Poverty is emotionally crushing, and stigma only adds to that burden. The poor are often disparaged as lazy and incompetent -- unable or unwilling to improve their own lot. Why don't they go to school, eat more sensibly, and spend their money more wisely? In short, why don't they make better decisions for themselves?
It's true that the poor do make poor choices, but not because of any personal failings. Poverty breeds lousy decision making. Think about it: Good decisions require attention and reasoning and mental discipline. How do you muster those powers when you are preoccupied with, well, being poor? The constant reminders that you are impoverished and contemptible are so threatening that they deplete basic mental resources, leaving little brainpower for sound reasoning and decision making.
That's the worrisome conclusion of a recent study in the journal Science. But how do we as a society address this cognitive aspect of poverty? Poverty and stigma are not going away anytime soon, so how might the poor be helped to stay mentally strong in the face of persistent psychological threats?
A team of psychological scientists may offer some hope. Crystal Hall of the University of Washington, and her colleagues Jiaying Zhao of the University of British Columbia and Eldar Shafir of Princeton, have been exploring ways to lessen the mental toll of poverty, and their work suggests that self-affirmation may be a useful tool. The theory is that everyone is motivated to maintain a sense of value and integrity, and that affirming one's worth in some way -- any way -- makes people less defensive in the face of threat. Is it possible that helping the poor to remember their personal value -- that this simple intervention might free up their mental power for better judgments and decisions?
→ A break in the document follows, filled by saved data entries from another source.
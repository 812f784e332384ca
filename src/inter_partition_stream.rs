//! Inter-partition stream classification.
//!
//! For every partition, this operation determines which cells carry material
//! that entered the partition across its border (*inter-partition stream
//! cells*) and which only carry material originating inside the partition
//! (*intra-partition stream cells*). Along the way it records, for each
//! border cell whose flow leaves the partition, what leaves: the global
//! indices of the input cells upstream of it, its stream class, and the number
//! of cells of this partition draining through it.
//!
//! Each partition is processed by an independent task in two phases:
//!
//! 1. **Phase A** walks downstream from every cell without upstream
//!    neighbors, in row-major order, tagging cells as intra-partition.
//! 2. **Phase B** seeds every partition input cell, in ascending order, with
//!    one copy of its global index per neighbor cell feeding it, tags it as
//!    inter-partition, and continues walking once all of its upstream
//!    contributions are in.
//!
//! Because phase A runs first, material reaching a confluence from both an
//! intra-partition tributary and an input cell is always completed by the
//! phase B walk, so such cells end up inter-partition.
//!
//! The results are the stream class of every cell and an
//! [`ArrayPartitionIO`] per partition. Merging the IO records across
//! partitions is left to the caller.

use log::debug;
use ndarray::Array2;
use serde::{Deserialize, Serialize};

use crate::accumulate::{Accumulator, accumulate};
use crate::array::{ComponentArray, PartitionedArray};
use crate::error::{PartflowError, Result};
use crate::inflow_count::{Neighborhood, count_inflow};
use crate::partition_io::ArrayPartitionIO;
use crate::policy::{NoDataPolicy, Policies};
use crate::spawn::spawn_neighborhood_tasks;
use crate::types::{
    CellIndex, Count, FlowDirectionElement, INTER_PARTITION_STREAM_CELL,
    INTRA_PARTITION_STREAM_CELL, InflowCountElement, NeighborOffset, Offset, PartitionIndex,
    StreamClass,
};

/// What an output cell passes on to the partition downstream.
#[derive(Debug, Clone, PartialEq, Eq, Default, Serialize, Deserialize)]
pub struct InterPartitionStreamMaterial {
    /// Global indices of the input cells upstream of the output cell, sorted,
    /// one entry per neighbor cell feeding each input cell.
    pub input_cells: Vec<CellIndex>,
    /// Stream class of the output cell.
    pub stream_class: StreamClass,
    /// Number of cells of the partition draining through the output cell,
    /// the output cell included.
    pub count: Count,
}

/// IO record of one partition.
pub type PartitionIO = ArrayPartitionIO<InterPartitionStreamMaterial>;

/// Result of one partition task.
#[derive(Debug, Clone, PartialEq, Eq, Serialize, Deserialize)]
pub struct PartitionStreamResult {
    /// Position of the partition in the global array.
    pub offset: Offset,
    /// Stream class per cell.
    pub stream_class: Array2<StreamClass>,
    /// Input and output cells.
    pub partition_io: PartitionIO,
}

/// [`Accumulator`] classifying cells and filling a [`PartitionIO`].
#[derive(Debug)]
pub struct StreamAccumulator {
    partition_offset: Offset,
    pending: Array2<Vec<CellIndex>>,
    stream_class: Array2<StreamClass>,
    count: Array2<Count>,
    active: StreamClass,
    partition_io: PartitionIO,
}

impl StreamAccumulator {
    /// Creates the accumulator for a partition at `partition_offset`.
    ///
    /// Every valid cell starts with a count of one. No-data cells get a count
    /// of zero and are marked through `stream_class_policy`.
    pub fn new(
        partition_offset: Offset,
        flow_direction: &Array2<FlowDirectionElement>,
        flow_direction_policy: &NoDataPolicy<FlowDirectionElement>,
        stream_class_policy: &NoDataPolicy<StreamClass>,
        input_cells: Vec<CellIndex>,
    ) -> Self {
        let (nr, nc) = flow_direction.dim();
        let mut stream_class = Array2::from_elem((nr, nc), INTRA_PARTITION_STREAM_CELL);
        let mut count = Array2::from_elem((nr, nc), 1);

        for ((r, c), code) in flow_direction.indexed_iter() {
            if flow_direction_policy.is_no_data(*code) {
                stream_class_policy.mark_no_data(&mut stream_class[[r, c]]);
                count[[r, c]] = 0;
            }
        }

        Self {
            partition_offset,
            pending: Array2::from_elem((nr, nc), Vec::new()),
            stream_class,
            count,
            active: INTRA_PARTITION_STREAM_CELL,
            partition_io: ArrayPartitionIO::new([nr, nc], input_cells),
        }
    }

    /// Starts a walk at `cell` with the given class.
    fn enter(&mut self, cell: CellIndex, stream_class: StreamClass) {
        self.active = stream_class;
        self.stream_class[cell] = stream_class;
    }

    /// Adds `nr_feeders` copies of the global index of input cell `cell` to
    /// its pending material.
    fn seed(&mut self, cell: CellIndex, nr_feeders: usize) {
        let global = [
            self.partition_offset[0] + cell[0],
            self.partition_offset[1] + cell[1],
        ];
        self.pending[cell].extend(std::iter::repeat_n(global, nr_feeders));
    }

    /// The IO record filled so far.
    pub fn partition_io(&self) -> &PartitionIO {
        &self.partition_io
    }

    /// Stream classes assigned so far.
    pub fn stream_class(&self) -> &Array2<StreamClass> {
        &self.stream_class
    }

    fn into_parts(self) -> (Array2<StreamClass>, PartitionIO) {
        (self.stream_class, self.partition_io)
    }
}

impl Accumulator for StreamAccumulator {
    fn accumulate(&mut self, from: CellIndex, to: CellIndex) {
        let material = std::mem::take(&mut self.pending[from]);
        let pending = &mut self.pending[to];
        if pending.is_empty() {
            *pending = material;
        } else {
            pending.extend(material);
        }
        self.stream_class[to] = self.active;
        self.count[to] += self.count[from];
    }

    fn at_partition_output_cell(&mut self, cell: CellIndex, step: NeighborOffset) -> Result<()> {
        let mut input_cells = std::mem::take(&mut self.pending[cell]);
        input_cells.sort_unstable();
        self.partition_io.add_output_cell(
            cell,
            step,
            InterPartitionStreamMaterial {
                input_cells,
                stream_class: self.stream_class[cell],
                count: self.count[cell],
            },
        )
    }
}

/// Processes one partition, given its neighborhood.
///
/// Runs inflow counting, then phase A, then phase B, and checks that every
/// cell was reached.
///
/// # Errors
/// - [`PartflowError::UnresolvedInputCells`] if input cells still wait for
///   upstream material after phase B.
/// - [`PartflowError::CyclicFlowDirection`] if other cells were never
///   reached.
/// - Errors of inflow counting and of the walk are propagated.
pub fn inter_partition_stream_partition(
    idx: PartitionIndex,
    partition_offset: Offset,
    neighborhood: &Neighborhood,
    policies: &Policies,
) -> Result<PartitionStreamResult> {
    let flow_direction = neighborhood.center();
    let fd_policy = &policies.flow_direction;

    let inflow = count_inflow(neighborhood, fd_policy)?;
    let mut remaining: Array2<InflowCountElement> = inflow.counts.clone();

    let mut accumulator = StreamAccumulator::new(
        partition_offset,
        flow_direction,
        fd_policy,
        &policies.stream_class,
        inflow.input_cells,
    );

    // Phase A. Ridge cells are selected on the counts as they were before
    // any walk started.
    for ((r, c), code) in flow_direction.indexed_iter() {
        if fd_policy.is_no_data(*code) || inflow.counts[[r, c]] != 0 {
            continue;
        }
        accumulator.enter([r, c], INTRA_PARTITION_STREAM_CELL);
        accumulate(&mut accumulator, [r, c], flow_direction, fd_policy, &mut remaining)?;
    }

    // Phase B.
    let input_cells = accumulator.partition_io().input_cells().to_vec();
    for run in input_cells.chunk_by(|a, b| a == b) {
        let cell = run[0];
        let nr_feeders = run.len();

        let left = usize::from(remaining[cell]).checked_sub(nr_feeders).ok_or_else(|| {
            PartflowError::Internal(format!(
                "input cell {cell:?} of partition {idx:?} is fed by more cells than its inflow count"
            ))
        })?;
        remaining[cell] = InflowCountElement::try_from(left)
            .map_err(|e| PartflowError::Internal(e.to_string()))?;

        accumulator.enter(cell, INTER_PARTITION_STREAM_CELL);
        accumulator.seed(cell, nr_feeders);

        if left == 0 {
            accumulate(&mut accumulator, cell, flow_direction, fd_policy, &mut remaining)?;
        }
    }

    let (stream_class, mut partition_io) = accumulator.into_parts();

    // An input cell is resolved once all material upstream of it arrived.
    let resolved: Vec<CellIndex> = partition_io
        .unresolved_input_cells()
        .copied()
        .filter(|cell| remaining[*cell] == 0)
        .collect();
    for cell in resolved {
        partition_io.resolve_input_cell(cell);
    }

    if !partition_io.is_solved() {
        return Err(PartflowError::UnresolvedInputCells {
            partition: idx,
            cells: partition_io.unresolved_input_cells().copied().collect(),
        });
    }

    let unreached: Vec<CellIndex> = remaining
        .indexed_iter()
        .filter(|(_, count)| **count != 0)
        .map(|((r, c), _)| [r, c])
        .collect();
    if !unreached.is_empty() {
        return Err(PartflowError::CyclicFlowDirection {
            partition: idx,
            cells: unreached,
        });
    }

    Ok(PartitionStreamResult {
        offset: partition_offset,
        stream_class,
        partition_io,
    })
}

/// Classifies the stream cells of every partition of `flow_direction`.
///
/// Returns the stream class array, with the same partition layout as the
/// input, and the IO record of every partition.
pub fn inter_partition_stream(
    flow_direction: &PartitionedArray<FlowDirectionElement>,
    policies: &Policies,
) -> Result<(PartitionedArray<StreamClass>, ComponentArray<PartitionIO>)> {
    debug!(
        "inter-partition stream: array {:?}, {} partition(s)",
        flow_direction.shape(),
        flow_direction.nr_partitions()
    );

    let results = spawn_neighborhood_tasks(
        flow_direction,
        &|idx: PartitionIndex, neighborhood: &Neighborhood| {
            let offset = flow_direction
                .partition(idx)
                .map(|p| p.offset())
                .ok_or_else(|| PartflowError::Internal(format!("no partition {idx:?}")))?;
            inter_partition_stream_partition(idx, offset, neighborhood, policies)
        },
    )?;

    let [nr, nc] = results.grid_shape();
    let mut stream_classes = Vec::with_capacity(nr * nc);
    let mut ios = Vec::with_capacity(nr * nc);
    for result in results.into_inner() {
        stream_classes.push(result.stream_class);
        ios.push(result.partition_io);
    }

    let stream_class = PartitionedArray::with_layout_of(flow_direction, stream_classes)?;
    let ios = Array2::from_shape_vec((nr, nc), ios)
        .map_err(|e| PartflowError::Internal(format!("partition IO grid: {e}")))?;

    let nr_output_cells: usize = ios.iter().map(PartitionIO::nr_output_cells).sum();
    debug!("inter-partition stream done, {nr_output_cells} output cell(s)");

    Ok((stream_class, ComponentArray::new(ios)))
}

#[cfg(test)]
mod tests {
    use std::sync::Arc;

    use super::*;
    use crate::flow_direction::codes::*;
    use crate::halo::{Corner, Side, corner_halo, side_halo};
    use ndarray::array;

    /// Surrounds `center` with halo tiles, except for a real western neighbor.
    fn with_west(center: Array2<u8>, west: Array2<u8>) -> Result<Neighborhood> {
        let (nr, nc) = center.dim();
        Neighborhood::new(
            Arc::new(center),
            [
                Arc::new(side_halo(Side::North, nc)),
                Arc::new(corner_halo(Corner::NorthEast)),
                Arc::new(side_halo(Side::East, nr)),
                Arc::new(corner_halo(Corner::SouthEast)),
                Arc::new(side_halo(Side::South, nc)),
                Arc::new(corner_halo(Corner::SouthWest)),
                Arc::new(west),
                Arc::new(corner_halo(Corner::NorthWest)),
            ],
        )
    }

    #[test]
    fn test_accumulator_carries_input_material() -> Result<()> {
        let fd = array![[E, E, E]];
        let mut acc = StreamAccumulator::new(
            [10, 20],
            &fd,
            &NoDataPolicy::AllValuesValid,
            &NoDataPolicy::AllValuesValid,
            vec![[0, 0], [0, 0]],
        );

        acc.enter([0, 0], INTER_PARTITION_STREAM_CELL);
        acc.seed([0, 0], 2);
        acc.accumulate([0, 0], [0, 1]);
        acc.accumulate([0, 1], [0, 2]);
        acc.at_partition_output_cell([0, 2], [0, 1])?;

        assert_eq!(acc.stream_class(), &array![[1, 1, 1]]);
        let output = acc
            .partition_io()
            .output_cell([0, 2])
            .ok_or_else(|| PartflowError::Internal("missing output".into()))?;
        assert_eq!(
            output.value,
            InterPartitionStreamMaterial {
                input_cells: vec![[10, 20], [10, 20]],
                stream_class: INTER_PARTITION_STREAM_CELL,
                count: 3,
            }
        );
        Ok(())
    }

    #[test]
    fn test_no_data_cells_start_empty() {
        let fd = array![[E, 255]];
        let acc = StreamAccumulator::new(
            [0, 0],
            &fd,
            &NoDataPolicy::DetectBySentinel(255),
            &NoDataPolicy::MarkBySentinel(7),
            Vec::new(),
        );
        assert_eq!(acc.stream_class(), &array![[INTRA_PARTITION_STREAM_CELL, 7]]);
        assert_eq!(acc.count, array![[1, 0]]);
    }

    #[test]
    fn test_partition_fed_from_the_west() -> Result<()> {
        let hood = with_west(Array2::from_elem((3, 3), E), array![[E], [E], [E]])?;
        let result = inter_partition_stream_partition([0, 1], [0, 3], &hood, &Policies::default())?;

        assert_eq!(result.offset, [0, 3]);
        assert_eq!(result.stream_class, Array2::from_elem((3, 3), INTER_PARTITION_STREAM_CELL));

        let io = &result.partition_io;
        assert!(io.is_solved());
        assert_eq!(io.input_cells(), &[[0, 0], [1, 0], [2, 0]]);
        for (r, (cell, output)) in io.output_cells().enumerate() {
            assert_eq!(*cell, [r, 2]);
            assert_eq!(output.step, [0, 1]);
            assert_eq!(output.value.input_cells, vec![[r, 3]]);
            assert_eq!(output.value.count, 3);
        }
        Ok(())
    }

    #[test]
    fn test_west_inflow_into_sink_stays_inside() -> Result<()> {
        let hood = with_west(array![[E, SINK]], array![[E]])?;
        let result = inter_partition_stream_partition([0, 1], [0, 1], &hood, &Policies::default())?;

        assert!(result.partition_io.is_drained());
        assert!(result.partition_io.is_solved());
        assert_eq!(
            result.stream_class,
            array![[INTER_PARTITION_STREAM_CELL, INTER_PARTITION_STREAM_CELL]]
        );
        Ok(())
    }

    #[test]
    fn test_cycle_reported_with_cells() {
        let hood = with_west(array![[S, SINK], [N, SINK]], array![[N], [N]]);
        let result = hood.and_then(|hood| {
            inter_partition_stream_partition([0, 0], [0, 0], &hood, &Policies::default())
        });
        assert!(matches!(
            result,
            Err(PartflowError::CyclicFlowDirection { ref cells, .. }) if *cells == vec![[0, 0], [1, 0]]
        ));
    }
}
The scientists tested this idea with a few simple experiments, all conducted in an urban soup kitchen in New Jersey. They recruited the poor themselves -- middle-aged men and women who were living on about $8,000 a year -- and had half of them describe a personal experience that had made them feel successful or proud. The others described an everyday routine, and served as control subjects. Because many of the clients at the soup kitchen were illiterate, the scientists asked them to speak into a tape recorder.
Then all of them completed two cognitive tests. One measured fluid intelligence -- the capacity to think logically, regardless of education or knowledge. The other measured an executive power called cognitive control -- the ability to adapt quickly as rules and goals shift. Both of these cognitive powers are fundamental building blocks of attention, planning, memory and self-control, all skills that are crucial to success.
Hall and her colleagues expected that self-affirmation would boost mental performance, and it did, quite dramatically. Those who were primed to feel good about themselves -- these subjects outperformed controls on both tests. Indeed, the difference was equivalent to the difference in mental performance between a 45-year-old and a 55-year-old.
Is it possible that these subjects' cognitive boost was simply the result of feeling upbeat, as a result of the happy memory? The scientists ran another version of the experiment to rule out that explanation. They also ran a version to show that more affluent subjects -- those earning close to six figures -- got no comparable mental benefit from self-affirmation. The intervention appears to benefit only those living in poverty, presumably by diminishing psychological threat and distraction.
Do these cognitive improvements add up to better decision making? That's really the acid test, so the scientists designed a final experiment to simulate the kind of real-life choice the poor confront regularly. It's well known that poverty impinges on the poor's willingness to take advantage of social programs designed to help them -- food stamps, for example. These programs themselves are stigmatized, and a further threat to self-worth. So in this study, when the self-affirmation was complete and the subjects were leaving the soup kitchen, they passed a table that offered fliers about tax credits and tax assistance for the poor. The scientists kept track of who stopped, and who took the fliers with them, which they used as a measure of sensible decision making.
Again, those who had affirmed their personal value subsequently made better decisions. As described in an article forthcoming in the journal Psychological Science, they were more likely to stop by the information table, and to leave with information. In other words, it appears that the intervention made them open to information that might otherwise have been threatening to them.
The first step for many of the poor is to step foot inside the office of a social service provider, yet paradoxically, this step is itself a threatening stigma. The very idea diminishes mental performance just when it is most needed, and may make the needy turn away. This simple and brief intervention might help the poor take that first difficult step.